There was a long-standing agreement between Centulle V, Viscount of Béarn, and Oloron and his vassal Raymond-William, Viscount of Soule. The latter came to Navarrenx to repair the harm done to the Béarnais by the Souletins. He could make it right and do justice on oath, either by paying a fine or by ordeal. In this case, the text says that the duel would happen, not on the bank of the Gave the side of the Soule, but the shore-side of Navarrenx (Belluno Fiet Quod non in ripa Soulensi, sed in Sponda Navarrensis). The place is still known today as the camp batalha.

In 1188, Gaston VI called for a charter of a "Bridge of Navarrenx", a stone bridge, and the establishment of a market, and a perimeter "sauveté" (a sauveté is, in the south of France in the Middle Ages, an area of extraterritoriality, protected by the Catholic Church and in which man's law no longer applies). This space of freedom, in the scope of which it was forbidden to pursue the fugitives, was marked by boundaries, with "hospitau" and chapel. The bridge was finally built in 1289. It facilitates access to Pyrenean passes and Navarra, particularly for pilgrims on the Way of Saint Jacques de Compostela. Indeed, the village is an important step on the road to Puy crossroads leading to the Somport pass to the east and to the west of Roncesvalles.
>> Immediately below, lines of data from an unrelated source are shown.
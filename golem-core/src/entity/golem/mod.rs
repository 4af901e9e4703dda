//! The Enderite Golem.
//!
//! A neutral golem: it defends against hostile mobs, remembers who hurt it
//! for a while, can be repaired with its repair material and never turns on
//! players when a player built it.

mod combat;
mod persistence;
mod repair;
mod spawn;
mod sync;

pub use combat::roll_attack_damage;
pub use sync::{GolemFlags, SyncedDataAdapter};

use std::sync::Arc;

use golem_utils::math::{Aabb, Vector3};
use golem_utils::random::{LegacyRandom, Random};
use uuid::Uuid;

use super::anger::AngerTracker;
use super::attributes::{Attribute, AttributeMap, AttributeSupplier};
use super::crackiness::Crackiness;
use super::event::EntityEvent;
use super::{BaseEntity, Entity, EntityData, EntityKind, EntityRef, LivingEntity};
use crate::config::GolemConfig;
use crate::level::Level;
use crate::sound::SoundEvent;

/// Bounding box width.
pub const WIDTH: f64 = 1.4;
/// Bounding box height.
pub const HEIGHT: f64 = 2.7;
/// Eye height, 85% of the box height.
pub const EYE_HEIGHT: f64 = 2.295;

/// Horizontal speed (squared) above which sprint particles may appear.
const SPRINT_PARTICLE_SPEED_SQR: f64 = 2.500_000_3E-7;

/// Builds the golem's attributes from its config.
#[must_use]
pub fn create_attributes(config: &GolemConfig) -> AttributeMap {
    AttributeSupplier::mob()
        .add(Attribute::MaxHealth, config.max_health)
        .add(Attribute::MovementSpeed, config.movement_speed)
        .add(Attribute::KnockbackResistance, config.knockback_resistance)
        .add(Attribute::AttackDamage, config.attack_damage)
        .build()
}

/// An Enderite Golem instance.
pub struct EnderiteGolem {
    base: BaseEntity,
    config: Arc<GolemConfig>,
    attributes: AttributeMap,
    health: f32,
    player_created: bool,
    attack_animation_tick: i32,
    offer_flower_tick: i32,
    anger: AngerTracker,
    target: Option<EntityRef>,
    last_hurt_by_mob: Option<EntityRef>,
    random: LegacyRandom,
}

impl EnderiteGolem {
    /// Creates a golem with a fresh UUID.
    #[must_use]
    pub fn new(entity_id: i32, position: Vector3<f64>, config: Arc<GolemConfig>) -> Self {
        let uuid = Uuid::new_v4();
        let seed = uuid.as_u64_pair().1;
        Self::with_seed(entity_id, uuid, position, config, seed)
    }

    /// Creates a golem with a known UUID and random seed.
    #[must_use]
    pub fn with_seed(
        entity_id: i32,
        uuid: Uuid,
        position: Vector3<f64>,
        config: Arc<GolemConfig>,
        seed: u64,
    ) -> Self {
        let attributes = create_attributes(&config);
        let health = attributes.get(Attribute::MaxHealth) as f32;

        let mut base = BaseEntity::new(entity_id, uuid, position);
        sync::define_synced_data(&mut base.entity_data, health);

        Self {
            base,
            config,
            attributes,
            health,
            player_created: false,
            attack_animation_tick: 0,
            offer_flower_tick: 0,
            anger: AngerTracker::new(),
            target: None,
            last_hurt_by_mob: None,
            random: LegacyRandom::from_seed(seed),
        }
    }

    /// The golem's configuration.
    #[must_use]
    pub fn config(&self) -> &GolemConfig {
        &self.config
    }

    /// The golem's attributes.
    #[must_use]
    pub fn attributes(&self) -> &AttributeMap {
        &self.attributes
    }

    /// Base melee damage.
    #[must_use]
    pub fn attack_damage(&self) -> f32 {
        self.attributes.get(Attribute::AttackDamage) as f32
    }

    /// Walking speed.
    #[must_use]
    pub fn movement_speed(&self) -> f64 {
        self.attributes.get(Attribute::MovementSpeed)
    }

    /// Whether a player built this golem.
    #[must_use]
    pub fn is_player_created(&self) -> bool {
        self.player_created
    }

    /// Marks the golem as player-built, replicating the change.
    pub fn set_player_created(&mut self, player_created: bool) {
        self.player_created = player_created;
        self.write_synced_data(&self.base.entity_data);
    }

    /// Ticks left in the attack swing animation.
    #[must_use]
    pub fn attack_animation_tick(&self) -> i32 {
        self.attack_animation_tick
    }

    /// Ticks left holding out a flower.
    #[must_use]
    pub fn offer_flower_tick(&self) -> i32 {
        self.offer_flower_tick
    }

    /// Current damage state.
    #[must_use]
    pub fn crackiness(&self) -> Crackiness {
        Crackiness::by_fraction(self.health / self.get_max_health())
    }

    /// The entity currently being attacked.
    #[must_use]
    pub fn target(&self) -> Option<EntityRef> {
        self.target
    }

    /// Sets the attack target. The host's target goals call this.
    pub fn set_target(&mut self, target: Option<EntityRef>) {
        self.target = target;
    }

    /// The last mob or player that hurt the golem.
    #[must_use]
    pub fn last_hurt_by_mob(&self) -> Option<EntityRef> {
        self.last_hurt_by_mob
    }

    /// The persistent anger state.
    #[must_use]
    pub fn anger(&self) -> &AngerTracker {
        &self.anger
    }

    /// Mutable access to the persistent anger state.
    pub fn anger_mut(&mut self) -> &mut AngerTracker {
        &mut self.anger
    }

    /// True if the golem may attack `entity` and holds a grudge against it.
    #[must_use]
    pub fn is_angry_at(&self, entity: &EntityRef) -> bool {
        self.can_attack_type(entity.kind) && self.anger.is_angry_at(entity.uuid)
    }

    /// Restarts the anger countdown.
    pub fn start_persistent_anger_timer(&mut self) {
        let range = self.config.anger_time();
        self.anger.start_timer(range, &mut self.random);
        log::debug!(
            "Golem {} angry at {:?} for {} ticks",
            self.base.uuid,
            self.anger.target(),
            self.anger.remaining_ticks()
        );
    }

    /// Drops the grudge, the attack target and the last attacker.
    pub fn stop_being_angry(&mut self) {
        if self.anger.target().is_some() {
            log::debug!("Golem {} calmed down", self.base.uuid);
        }
        self.last_hurt_by_mob = None;
        self.anger.stop_being_angry();
        self.target = None;
    }

    /// Points the grudge at the current target if it is someone new.
    fn sync_anger_target(&mut self) {
        if let Some(target) = self.target
            && self.anger.target() != Some(target.uuid)
        {
            self.anger.set_target(Some(target.uuid));
            self.start_persistent_anger_timer();
        }
    }

    /// Per-tick anger bookkeeping on the authoritative side.
    ///
    /// Anger does not decay while the golem is chasing a player.
    pub fn update_persistent_anger(&mut self, level: &dyn Level) {
        let live_target = self
            .target
            .filter(|target| level.get_entity(target.uuid).is_some());

        if live_target.is_none()
            && let Some(grudge) = self.anger.target()
            && level
                .get_entity(grudge)
                .is_some_and(|entity| entity.kind.is_mob())
        {
            self.stop_being_angry();
            return;
        }

        self.sync_anger_target();

        let chasing_player = live_target.is_some_and(|target| target.kind == EntityKind::Player);
        if self.anger.is_angry() && !chasing_player {
            self.anger.tick();
            if !self.anger.is_angry() {
                self.stop_being_angry();
            }
        }
    }

    /// Forgives a player who died while the golem was angry at them.
    pub fn player_died(&mut self, level: &dyn Level, player: Uuid) {
        if level.forgive_dead_players() && self.anger.target() == Some(player) {
            self.stop_being_angry();
        }
    }

    /// Per-tick update driven by the host.
    pub fn ai_step(&mut self, level: &dyn Level) {
        if self.attack_animation_tick > 0 {
            self.attack_animation_tick -= 1;
        }

        if self.offer_flower_tick > 0 {
            self.offer_flower_tick -= 1;
        }

        if !level.is_client_side() {
            self.update_persistent_anger(level);
        }
    }

    /// Reacts to an entity event received from the server.
    pub fn handle_entity_event(&mut self, level: &dyn Level, code: u8) {
        match EntityEvent::try_from(code) {
            Ok(EntityEvent::Attack) => {
                self.attack_animation_tick = self.config.attack_animation_ticks;
                level.play_sound(self.base.entity_id, SoundEvent::IronGolemAttack, 1.0, 1.0);
            }
            Ok(EntityEvent::OfferFlower) => {
                self.offer_flower_tick = self.config.offer_flower_ticks;
            }
            Ok(EntityEvent::StopOfferFlower) => {
                self.offer_flower_tick = 0;
            }
            Err(code) => log::trace!("Golem ignoring entity event {code}"),
        }
    }

    /// Starts or stops holding out a flower and tells observers.
    pub fn offer_flower(&mut self, level: &dyn Level, offer: bool) {
        let event = if offer {
            self.offer_flower_tick = self.config.offer_flower_ticks;
            EntityEvent::OfferFlower
        } else {
            self.offer_flower_tick = 0;
            EntityEvent::StopOfferFlower
        };
        level.broadcast_entity_event(self.base.entity_id, event);
    }

    /// Golems do not run out of air.
    #[must_use]
    pub fn decrease_air_supply(&self, air: i32) -> i32 {
        air
    }

    /// Whether to spawn a sprint particle this tick.
    pub fn can_spawn_sprint_particle(&mut self) -> bool {
        self.base.delta_movement.horizontal_distance_sqr() > SPRINT_PARTICLE_SPEED_SQR
            && self.random.next_i32_bounded(5) == 0
    }

    /// Where a leash attaches, relative to the entity position.
    #[must_use]
    pub fn leash_offset(&self) -> Vector3<f64> {
        Vector3::new(0.0, 0.875 * EYE_HEIGHT, WIDTH * 0.4)
    }

    /// The golem's collision box at its current position.
    #[must_use]
    pub fn bounding_box(&self) -> Aabb {
        Aabb::of_entity(self.base.position, WIDTH, HEIGHT)
    }

    /// Moves the golem.
    pub fn set_position(&mut self, position: Vector3<f64>) {
        self.base.position = position;
    }

    /// Sets the golem's velocity.
    pub fn set_delta_movement(&mut self, delta: Vector3<f64>) {
        self.base.delta_movement = delta;
    }

    /// Sound played when hurt.
    #[must_use]
    pub const fn hurt_sound(&self) -> SoundEvent {
        SoundEvent::IronGolemHurt
    }

    /// Sound played on death.
    #[must_use]
    pub const fn death_sound(&self) -> SoundEvent {
        SoundEvent::IronGolemDeath
    }

    /// Plays a footstep.
    pub fn play_step_sound(&self, level: &dyn Level) {
        level.play_sound(self.base.entity_id, SoundEvent::IronGolemStep, 1.0, 1.0);
    }
}

impl Entity for EnderiteGolem {
    fn entity_id(&self) -> i32 {
        self.base.entity_id
    }

    fn uuid(&self) -> Uuid {
        self.base.uuid
    }

    fn kind(&self) -> EntityKind {
        EntityKind::Golem
    }

    fn position(&self) -> Vector3<f64> {
        self.base.position
    }

    fn delta_movement(&self) -> Vector3<f64> {
        self.base.delta_movement
    }

    fn entity_data(&self) -> &EntityData {
        &self.base.entity_data
    }
}

impl LivingEntity for EnderiteGolem {
    fn get_health(&self) -> f32 {
        self.health
    }

    fn set_health(&mut self, health: f32) {
        if health.is_nan() {
            log::warn!("Ignoring NaN health for golem {}", self.base.uuid);
            return;
        }
        self.health = health.clamp(0.0, self.get_max_health());
        self.write_synced_data(&self.base.entity_data);
    }

    fn get_max_health(&self) -> f32 {
        self.attributes.get(Attribute::MaxHealth) as f32
    }
}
The Viscount of Béarn built a magnificent castle Casterasse ("fortress") on the hill to the west, at the confluence of the rivers Gave d'Oloron and Arroder. In 1523, the Castilians led by Philibert of Chalon, Prince of Orange, seized the city and destroyed the Casterasse. Henry II of Albret, the king of Navarre, decided to reinforce defences on the right bank of the mountain stream of Oloron. From 1538 to 1546, fortification works were carried out under the direction of Béarn master builders François Girard and Arnaud de Mirassor, as per the design of Italian architectural engineer Fabricio Siciliano. Navarrenx was thus transformed into a modern fortified town "Italian-style", based on the citadel of Lucca in Tuscany. Later, a powder magazine would be built that would store up to 25000 lb of gunpowder: a square-shaped construction little more than 9 m long, it was originally surrounded by a wall, part of which was visible aboveground. While this wall has since disappeared, the thickness of this wall (1.4 m) and the lowness of the building (6 m) prevented it from receiving direct hits from enemy forces.
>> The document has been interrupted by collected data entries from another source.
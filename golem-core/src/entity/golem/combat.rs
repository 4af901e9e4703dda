//! Melee attacks, taking damage and target selection rules.

use golem_utils::math::Vector3;
use golem_utils::random::Random;

use super::EnderiteGolem;
use crate::entity::damage::DamageSource;
use crate::entity::event::EntityEvent;
use crate::entity::{Entity, EntityKind, EntityRef, LivingEntity};
use crate::level::{AttackTarget, Level};
use crate::sound::SoundEvent;

/// Upward knockback applied to a hit target before resistance.
const ATTACK_LIFT: f64 = 0.4;

/// Rolls melee damage: half the base value plus a random share of it.
///
/// Values below one skip the roll and deal exactly `base`.
pub fn roll_attack_damage<R: Random + ?Sized>(base: f32, random: &mut R) -> f32 {
    let whole = base as i32;
    if whole > 0 {
        base / 2.0 + random.next_i32_bounded(whole) as f32
    } else {
        base
    }
}

impl EnderiteGolem {
    /// Swings at `target`. Returns true if the target took damage.
    pub fn do_hurt_target(&mut self, level: &dyn Level, target: &mut dyn AttackTarget) -> bool {
        self.attack_animation_tick = self.config.attack_animation_ticks;
        level.broadcast_entity_event(self.base.entity_id, EntityEvent::Attack);

        let damage = roll_attack_damage(self.attack_damage(), &mut self.random);
        let source = DamageSource::mob_attack(self.entity_ref());
        let hit = target.hurt(&source, damage);
        if hit {
            let resistance = (1.0 - target.knockback_resistance()).max(0.0);
            target.add_delta_movement(Vector3::new(0.0, ATTACK_LIFT * resistance, 0.0));
            log::trace!(
                "Golem {} hit {:?} for {damage}",
                self.base.uuid,
                target.entity_ref()
            );
        }

        level.play_sound(self.base.entity_id, SoundEvent::IronGolemAttack, 1.0, 1.0);
        hit
    }

    /// Takes damage. Returns true if health was reduced.
    pub fn hurt(&mut self, level: &dyn Level, source: &DamageSource, amount: f32) -> bool {
        if level.is_client_side() || self.is_dead_or_dying() || amount.is_nan() || amount <= 0.0 {
            return false;
        }

        let before = self.crackiness();
        self.set_health(self.health - amount);

        if let Some(attacker) = source.attacker()
            && attacker.uuid != self.base.uuid
            && attacker.kind != EntityKind::Other
        {
            self.last_hurt_by_mob = Some(attacker);
            if self.can_attack_type(attacker.kind) {
                self.target = Some(attacker);
            }
        }

        if self.is_dead_or_dying() {
            self.die(level, source);
        } else {
            let pitch = self.voice_pitch();
            level.play_sound(self.base.entity_id, self.hurt_sound(), 1.0, pitch);
        }

        if self.crackiness() != before {
            level.play_sound(self.base.entity_id, SoundEvent::IronGolemDamage, 1.0, 1.0);
        }
        true
    }

    fn die(&mut self, level: &dyn Level, source: &DamageSource) {
        log::debug!(
            "Golem {} died to {:?} from {:?}",
            self.base.uuid,
            source.kind(),
            source.attacker()
        );
        let pitch = self.voice_pitch();
        level.play_sound(self.base.entity_id, self.death_sound(), 1.0, pitch);
        self.stop_being_angry();
    }

    /// Pitch jittered around 1.0 by up to 0.2 either way.
    pub(super) fn voice_pitch(&mut self) -> f32 {
        (self.random.next_f32() - self.random.next_f32()) * 0.2 + 1.0
    }

    /// Whether the golem may ever target entities of `kind`.
    #[must_use]
    pub fn can_attack_type(&self, kind: EntityKind) -> bool {
        match kind {
            EntityKind::Creeper => false,
            EntityKind::Player => !self.player_created,
            _ => true,
        }
    }

    /// Called when another entity pushes into the golem.
    pub fn do_push(&mut self, other: &EntityRef) {
        if other.kind.is_enemy()
            && other.kind != EntityKind::Creeper
            && self.random.next_i32_bounded(20) == 0
        {
            self.target = Some(*other);
        }
    }
}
The fortifications were tried and tested during religious wars under the reign of Jeanne of Albret, when the garrison under the command of the Baron of Arros successfully resisted a three-month siege in 1568. The town was re-equipped in the 18th century, in particular with the Saint-Antoine gate built by engineer De Salmon on the ruins of an old church. Facing Spain, the gate owed its name to a chapel that welcomed pilgrims and was destroyed during the construction of the ramparts. With three massive arcades, the town was accessed via a drawbridge, the passage of the chains of which can still be seen today. In the 19th century, work on road and rail infrastructure led to the destruction of the old Saint-Germain gate which faced France.

Over the centuries, the fortified wall of Navarrenx has retained its main features. It outlines a reinforced firing range at each of its five corners with a bastion. Two of the five are fitted with anti-mine galleries, while a glacis and ground structures reinforce the town to the east, ahead of the moat. Several barracks were built inside the walls to house the garrison, one of which nowadays is used as the tourist information office. From the top of the ramparts (for example, from the crenellation platform overhanging the Saint-Antoine gate), there is a pleasant view of the Pyrenees and, below, the arches of the bridge of Navarrenx (13th century).
Visits: There is free access to the 1818-metre perimeter of the town. The walls of the city contain bilingual (French-English) descriptive plaques that trace the history of each structure. Information on guided visits can be obtained from the Navarrenx district tourist office.

==Notable people==
- Bertrand Dufresne (1736–1801), a cagot financier who became a national politician and served as director of the treasury in both the ancien régime and the revolutionary government.